-- RECORDS FOR THIS EXERCISE --
----

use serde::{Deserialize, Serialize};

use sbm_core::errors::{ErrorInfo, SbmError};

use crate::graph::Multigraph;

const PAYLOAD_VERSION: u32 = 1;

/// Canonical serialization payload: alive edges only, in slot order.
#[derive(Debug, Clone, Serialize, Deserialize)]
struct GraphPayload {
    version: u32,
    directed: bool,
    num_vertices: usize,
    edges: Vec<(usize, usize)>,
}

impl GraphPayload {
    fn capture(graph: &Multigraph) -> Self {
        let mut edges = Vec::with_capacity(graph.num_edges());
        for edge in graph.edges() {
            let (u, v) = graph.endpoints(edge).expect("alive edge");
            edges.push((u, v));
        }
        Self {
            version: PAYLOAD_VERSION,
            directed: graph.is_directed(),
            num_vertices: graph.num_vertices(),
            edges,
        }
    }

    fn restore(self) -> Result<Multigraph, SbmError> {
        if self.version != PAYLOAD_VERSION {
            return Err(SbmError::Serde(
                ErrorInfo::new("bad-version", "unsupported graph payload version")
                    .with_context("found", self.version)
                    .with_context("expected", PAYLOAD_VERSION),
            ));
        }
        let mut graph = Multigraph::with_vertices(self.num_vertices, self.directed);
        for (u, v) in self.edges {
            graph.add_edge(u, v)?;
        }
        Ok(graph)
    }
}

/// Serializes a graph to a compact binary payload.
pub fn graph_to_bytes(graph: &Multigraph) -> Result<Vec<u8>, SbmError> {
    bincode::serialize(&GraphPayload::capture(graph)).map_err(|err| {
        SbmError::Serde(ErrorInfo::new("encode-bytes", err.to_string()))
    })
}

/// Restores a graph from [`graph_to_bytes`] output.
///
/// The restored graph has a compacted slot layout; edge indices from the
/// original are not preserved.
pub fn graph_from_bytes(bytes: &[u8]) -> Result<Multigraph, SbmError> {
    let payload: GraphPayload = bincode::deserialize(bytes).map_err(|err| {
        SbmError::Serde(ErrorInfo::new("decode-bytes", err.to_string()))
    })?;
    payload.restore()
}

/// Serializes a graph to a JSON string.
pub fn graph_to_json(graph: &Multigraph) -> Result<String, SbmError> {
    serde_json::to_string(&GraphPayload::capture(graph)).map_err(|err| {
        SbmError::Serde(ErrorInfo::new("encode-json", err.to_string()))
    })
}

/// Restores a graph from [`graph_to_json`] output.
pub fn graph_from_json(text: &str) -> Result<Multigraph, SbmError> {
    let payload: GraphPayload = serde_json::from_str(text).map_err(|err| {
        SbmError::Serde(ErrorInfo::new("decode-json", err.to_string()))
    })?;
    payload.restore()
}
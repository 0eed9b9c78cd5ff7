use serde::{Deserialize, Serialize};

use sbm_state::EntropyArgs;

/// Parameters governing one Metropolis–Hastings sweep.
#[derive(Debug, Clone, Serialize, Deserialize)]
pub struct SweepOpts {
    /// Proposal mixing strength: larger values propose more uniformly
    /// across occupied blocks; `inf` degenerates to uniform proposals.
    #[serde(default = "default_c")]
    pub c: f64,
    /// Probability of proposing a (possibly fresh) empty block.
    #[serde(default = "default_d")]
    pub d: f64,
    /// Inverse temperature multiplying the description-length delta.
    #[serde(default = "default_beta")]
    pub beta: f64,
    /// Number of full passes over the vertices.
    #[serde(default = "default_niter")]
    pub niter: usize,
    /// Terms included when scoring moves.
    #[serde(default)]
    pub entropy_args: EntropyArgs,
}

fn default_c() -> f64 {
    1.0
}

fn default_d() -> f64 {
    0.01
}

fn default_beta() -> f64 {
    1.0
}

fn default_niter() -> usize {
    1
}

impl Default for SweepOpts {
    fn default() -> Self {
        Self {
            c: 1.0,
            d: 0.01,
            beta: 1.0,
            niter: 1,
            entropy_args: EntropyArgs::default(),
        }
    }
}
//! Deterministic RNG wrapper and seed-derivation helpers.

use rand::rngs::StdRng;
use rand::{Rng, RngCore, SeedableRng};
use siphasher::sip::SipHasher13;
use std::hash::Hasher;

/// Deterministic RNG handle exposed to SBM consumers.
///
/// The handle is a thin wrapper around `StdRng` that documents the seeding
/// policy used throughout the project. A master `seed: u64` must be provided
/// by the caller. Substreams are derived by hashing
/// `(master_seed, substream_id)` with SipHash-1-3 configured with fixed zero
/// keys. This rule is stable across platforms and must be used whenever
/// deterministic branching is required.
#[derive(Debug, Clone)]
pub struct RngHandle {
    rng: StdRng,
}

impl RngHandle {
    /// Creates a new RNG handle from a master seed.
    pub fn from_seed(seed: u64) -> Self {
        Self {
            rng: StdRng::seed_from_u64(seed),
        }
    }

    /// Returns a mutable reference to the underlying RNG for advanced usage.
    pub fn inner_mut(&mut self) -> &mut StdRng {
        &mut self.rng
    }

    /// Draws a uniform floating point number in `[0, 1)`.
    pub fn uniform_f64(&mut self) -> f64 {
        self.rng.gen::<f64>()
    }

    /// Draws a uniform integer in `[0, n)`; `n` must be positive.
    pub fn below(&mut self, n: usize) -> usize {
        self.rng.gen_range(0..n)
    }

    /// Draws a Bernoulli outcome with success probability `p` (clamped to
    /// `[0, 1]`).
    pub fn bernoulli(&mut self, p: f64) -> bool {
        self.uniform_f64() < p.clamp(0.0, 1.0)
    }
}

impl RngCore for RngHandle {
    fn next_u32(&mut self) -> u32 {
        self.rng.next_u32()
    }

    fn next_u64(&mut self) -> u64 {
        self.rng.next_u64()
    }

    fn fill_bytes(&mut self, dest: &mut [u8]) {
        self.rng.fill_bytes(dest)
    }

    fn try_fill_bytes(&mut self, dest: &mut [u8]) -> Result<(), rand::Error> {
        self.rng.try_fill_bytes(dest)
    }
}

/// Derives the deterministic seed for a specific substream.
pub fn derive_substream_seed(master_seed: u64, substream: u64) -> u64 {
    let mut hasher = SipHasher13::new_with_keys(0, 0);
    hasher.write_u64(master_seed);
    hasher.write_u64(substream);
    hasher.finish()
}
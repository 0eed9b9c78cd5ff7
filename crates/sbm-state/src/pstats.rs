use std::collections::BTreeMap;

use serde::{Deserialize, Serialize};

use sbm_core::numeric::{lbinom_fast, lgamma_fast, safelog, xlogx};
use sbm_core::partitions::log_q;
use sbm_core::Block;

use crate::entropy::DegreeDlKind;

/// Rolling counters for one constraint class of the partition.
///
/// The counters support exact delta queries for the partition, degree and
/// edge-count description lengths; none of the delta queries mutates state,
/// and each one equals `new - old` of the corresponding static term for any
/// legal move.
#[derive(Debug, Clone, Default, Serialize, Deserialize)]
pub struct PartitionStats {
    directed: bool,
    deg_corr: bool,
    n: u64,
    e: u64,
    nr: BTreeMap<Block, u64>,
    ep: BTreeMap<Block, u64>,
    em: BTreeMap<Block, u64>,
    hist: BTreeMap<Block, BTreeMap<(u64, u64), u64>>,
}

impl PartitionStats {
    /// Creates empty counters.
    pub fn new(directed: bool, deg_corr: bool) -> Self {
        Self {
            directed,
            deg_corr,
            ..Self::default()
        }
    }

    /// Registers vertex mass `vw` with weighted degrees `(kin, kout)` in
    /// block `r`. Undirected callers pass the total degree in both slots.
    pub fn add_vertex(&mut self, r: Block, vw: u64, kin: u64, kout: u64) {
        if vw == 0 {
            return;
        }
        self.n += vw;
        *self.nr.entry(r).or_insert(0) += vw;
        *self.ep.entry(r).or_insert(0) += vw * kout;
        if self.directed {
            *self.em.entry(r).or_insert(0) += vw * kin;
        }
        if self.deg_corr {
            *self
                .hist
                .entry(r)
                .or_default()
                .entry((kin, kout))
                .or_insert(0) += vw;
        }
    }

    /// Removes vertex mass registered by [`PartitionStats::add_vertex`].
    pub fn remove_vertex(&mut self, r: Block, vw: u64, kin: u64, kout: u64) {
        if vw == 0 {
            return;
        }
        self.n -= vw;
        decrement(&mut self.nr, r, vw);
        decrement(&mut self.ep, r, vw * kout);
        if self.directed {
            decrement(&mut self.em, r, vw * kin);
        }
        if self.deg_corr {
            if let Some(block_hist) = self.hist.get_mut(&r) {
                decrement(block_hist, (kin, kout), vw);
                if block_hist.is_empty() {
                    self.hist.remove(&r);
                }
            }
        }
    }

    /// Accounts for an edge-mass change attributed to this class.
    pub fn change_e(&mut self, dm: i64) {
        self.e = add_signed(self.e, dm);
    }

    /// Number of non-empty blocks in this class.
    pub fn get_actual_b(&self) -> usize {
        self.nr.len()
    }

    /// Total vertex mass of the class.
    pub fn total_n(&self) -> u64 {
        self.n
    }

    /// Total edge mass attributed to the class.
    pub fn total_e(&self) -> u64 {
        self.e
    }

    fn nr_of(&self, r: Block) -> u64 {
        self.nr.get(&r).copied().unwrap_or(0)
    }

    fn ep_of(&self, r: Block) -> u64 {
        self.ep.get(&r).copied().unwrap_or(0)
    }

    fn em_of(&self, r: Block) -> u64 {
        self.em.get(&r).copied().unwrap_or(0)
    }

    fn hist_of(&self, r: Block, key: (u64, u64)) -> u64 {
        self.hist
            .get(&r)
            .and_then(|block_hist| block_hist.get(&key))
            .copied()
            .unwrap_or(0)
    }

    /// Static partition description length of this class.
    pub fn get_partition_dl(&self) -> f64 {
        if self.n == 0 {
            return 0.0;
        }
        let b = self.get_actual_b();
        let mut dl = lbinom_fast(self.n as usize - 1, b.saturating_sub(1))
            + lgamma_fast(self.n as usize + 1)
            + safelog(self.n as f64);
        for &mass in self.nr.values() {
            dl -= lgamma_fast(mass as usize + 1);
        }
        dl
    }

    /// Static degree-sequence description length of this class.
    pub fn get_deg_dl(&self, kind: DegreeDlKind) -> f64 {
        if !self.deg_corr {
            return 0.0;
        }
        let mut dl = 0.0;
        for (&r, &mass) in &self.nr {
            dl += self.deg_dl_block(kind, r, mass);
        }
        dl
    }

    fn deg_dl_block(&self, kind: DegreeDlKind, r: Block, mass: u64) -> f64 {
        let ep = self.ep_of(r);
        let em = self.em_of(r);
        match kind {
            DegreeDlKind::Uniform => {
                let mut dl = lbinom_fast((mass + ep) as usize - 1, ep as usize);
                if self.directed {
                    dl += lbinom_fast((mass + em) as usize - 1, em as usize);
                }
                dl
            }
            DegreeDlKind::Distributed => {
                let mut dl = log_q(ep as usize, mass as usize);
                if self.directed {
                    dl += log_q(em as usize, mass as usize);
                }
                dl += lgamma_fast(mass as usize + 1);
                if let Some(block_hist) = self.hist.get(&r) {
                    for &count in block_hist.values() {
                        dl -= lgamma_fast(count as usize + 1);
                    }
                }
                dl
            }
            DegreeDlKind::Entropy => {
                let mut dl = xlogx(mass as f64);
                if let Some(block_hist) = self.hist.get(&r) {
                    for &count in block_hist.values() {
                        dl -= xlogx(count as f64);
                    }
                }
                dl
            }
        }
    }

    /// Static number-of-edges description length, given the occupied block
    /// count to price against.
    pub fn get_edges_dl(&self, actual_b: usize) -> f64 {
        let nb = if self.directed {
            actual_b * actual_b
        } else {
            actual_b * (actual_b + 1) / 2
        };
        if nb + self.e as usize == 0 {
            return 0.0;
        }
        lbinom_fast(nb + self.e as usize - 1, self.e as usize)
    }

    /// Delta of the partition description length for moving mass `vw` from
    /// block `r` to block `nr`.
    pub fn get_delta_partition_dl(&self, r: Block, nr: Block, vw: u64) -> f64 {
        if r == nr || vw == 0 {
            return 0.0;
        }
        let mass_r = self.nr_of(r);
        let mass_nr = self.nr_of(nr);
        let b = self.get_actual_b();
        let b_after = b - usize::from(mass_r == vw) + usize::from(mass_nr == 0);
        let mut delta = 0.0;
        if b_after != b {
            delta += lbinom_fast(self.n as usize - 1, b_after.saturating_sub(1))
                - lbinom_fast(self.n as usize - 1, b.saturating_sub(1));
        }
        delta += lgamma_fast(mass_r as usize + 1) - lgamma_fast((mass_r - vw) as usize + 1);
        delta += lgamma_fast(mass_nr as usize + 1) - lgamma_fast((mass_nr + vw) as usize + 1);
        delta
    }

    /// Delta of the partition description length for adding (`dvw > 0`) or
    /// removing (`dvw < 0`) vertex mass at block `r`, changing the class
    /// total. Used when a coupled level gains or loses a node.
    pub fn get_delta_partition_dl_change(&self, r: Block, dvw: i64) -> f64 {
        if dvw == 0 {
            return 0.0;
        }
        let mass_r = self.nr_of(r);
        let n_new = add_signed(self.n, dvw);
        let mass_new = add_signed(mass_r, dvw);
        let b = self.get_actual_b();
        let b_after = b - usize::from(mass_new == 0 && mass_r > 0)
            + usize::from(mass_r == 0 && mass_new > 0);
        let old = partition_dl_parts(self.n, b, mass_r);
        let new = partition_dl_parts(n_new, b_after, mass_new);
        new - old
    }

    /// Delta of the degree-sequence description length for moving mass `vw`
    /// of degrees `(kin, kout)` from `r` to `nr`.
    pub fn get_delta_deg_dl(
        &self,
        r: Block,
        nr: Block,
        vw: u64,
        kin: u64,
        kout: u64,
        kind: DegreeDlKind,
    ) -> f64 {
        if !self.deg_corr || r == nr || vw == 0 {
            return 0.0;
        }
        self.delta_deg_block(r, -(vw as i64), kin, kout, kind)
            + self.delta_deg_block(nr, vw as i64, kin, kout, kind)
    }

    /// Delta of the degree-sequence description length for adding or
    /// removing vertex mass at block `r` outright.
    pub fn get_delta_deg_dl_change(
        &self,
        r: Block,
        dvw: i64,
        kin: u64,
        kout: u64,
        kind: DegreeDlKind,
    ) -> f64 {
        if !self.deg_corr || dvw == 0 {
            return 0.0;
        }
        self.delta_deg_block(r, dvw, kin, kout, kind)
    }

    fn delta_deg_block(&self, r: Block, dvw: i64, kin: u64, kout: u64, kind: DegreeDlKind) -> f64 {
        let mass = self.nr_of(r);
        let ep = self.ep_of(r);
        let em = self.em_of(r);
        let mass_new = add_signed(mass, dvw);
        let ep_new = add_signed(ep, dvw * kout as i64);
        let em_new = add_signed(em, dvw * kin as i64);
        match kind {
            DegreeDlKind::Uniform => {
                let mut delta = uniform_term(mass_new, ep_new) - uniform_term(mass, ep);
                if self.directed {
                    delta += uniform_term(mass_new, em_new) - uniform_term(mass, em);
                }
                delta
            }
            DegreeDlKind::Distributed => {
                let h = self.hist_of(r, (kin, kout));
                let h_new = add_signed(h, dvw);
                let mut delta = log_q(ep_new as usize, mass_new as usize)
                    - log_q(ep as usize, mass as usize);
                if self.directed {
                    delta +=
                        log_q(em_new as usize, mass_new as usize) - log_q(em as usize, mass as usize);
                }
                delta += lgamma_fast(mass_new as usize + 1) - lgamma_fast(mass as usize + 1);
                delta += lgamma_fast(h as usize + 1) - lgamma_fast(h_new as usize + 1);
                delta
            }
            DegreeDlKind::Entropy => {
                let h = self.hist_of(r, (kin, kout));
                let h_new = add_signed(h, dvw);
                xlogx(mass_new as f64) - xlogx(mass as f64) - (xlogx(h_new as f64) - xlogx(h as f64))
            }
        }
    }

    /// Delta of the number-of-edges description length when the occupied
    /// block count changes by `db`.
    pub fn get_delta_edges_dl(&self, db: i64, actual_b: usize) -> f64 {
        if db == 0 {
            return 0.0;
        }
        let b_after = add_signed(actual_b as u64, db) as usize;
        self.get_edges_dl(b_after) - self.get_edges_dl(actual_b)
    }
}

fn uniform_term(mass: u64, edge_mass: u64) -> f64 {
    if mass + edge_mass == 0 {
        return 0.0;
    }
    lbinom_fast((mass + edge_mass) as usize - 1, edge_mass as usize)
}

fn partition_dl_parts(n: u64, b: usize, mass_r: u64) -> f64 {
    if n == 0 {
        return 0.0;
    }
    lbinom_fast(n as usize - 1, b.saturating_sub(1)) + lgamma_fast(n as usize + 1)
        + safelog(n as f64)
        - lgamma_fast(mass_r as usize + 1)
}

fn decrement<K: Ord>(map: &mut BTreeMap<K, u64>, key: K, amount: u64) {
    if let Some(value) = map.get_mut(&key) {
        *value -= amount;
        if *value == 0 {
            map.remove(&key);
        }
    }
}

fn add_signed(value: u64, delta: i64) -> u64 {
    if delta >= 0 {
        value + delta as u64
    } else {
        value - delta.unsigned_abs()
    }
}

----

-- DIRECTIONS --
Begin at the first line of the entries above and copy every line exactly, ending with the line that contains "in slot order.".

-- WORKED SOLUTION --
use serde::{Deserialize, Serialize};

use sbm_core::errors::{ErrorInfo, SbmError};

use crate::graph::Multigraph;

const PAYLOAD_VERSION: u32 = 1;

/// Canonical serialization payload: alive edges only, in slot order.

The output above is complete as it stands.